REQUIREMENT
Copy out every line of the listing in which "href" appears.

- Opening Delimiter -

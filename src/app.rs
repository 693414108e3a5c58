pub mod dom;
pub mod listeners;
mod nav;
mod portfolio;

use leptos::prelude::*;
use leptos_meta::*;
use leptos_router::{components::*, path};

use crate::content::full_name;

pub use portfolio::Portfolio;

pub fn shell(options: LeptosOptions) -> impl IntoView {
    view! {
        <!DOCTYPE html>
        <html lang="en">
            <head>
                <meta charset="utf-8" />
                <meta name="viewport" content="width=device-width, initial-scale=1" />
                <AutoReload options=options.clone() />
                <HydrationScripts options />
                <meta name="color-scheme" content="dark" />
                <link
                    rel="stylesheet"
                    href="https://cdn.jsdelivr.net/gh/devicons/devicon@latest/devicon.min.css"
                />
                <link rel="stylesheet" id="leptos" href="/pkg/mahin-portfolio.css" />
                <MetaTags />
            </head>
            <body class="font-sans">
                <App />
            </body>
        </html>
    }
}

#[component]
pub fn App() -> impl IntoView {
    // Provides context that manages stylesheets, titles, meta tags, etc.
    provide_meta_context();
    let name = full_name();

    view! {
        <Title text=name />
        <Router>
            <Routes fallback=|| "Page not found.".into_view()>
                <Route path=path!("/") view=Portfolio />
            </Routes>
        </Router>
    }
}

- Closing Delimiter -

SOLVED PROBLEM
                    href="https://cdn.jsdelivr.net/gh/devicons/devicon@latest/devicon.min.css"
                <link rel="stylesheet" id="leptos" href="/pkg/mahin-portfolio.css" />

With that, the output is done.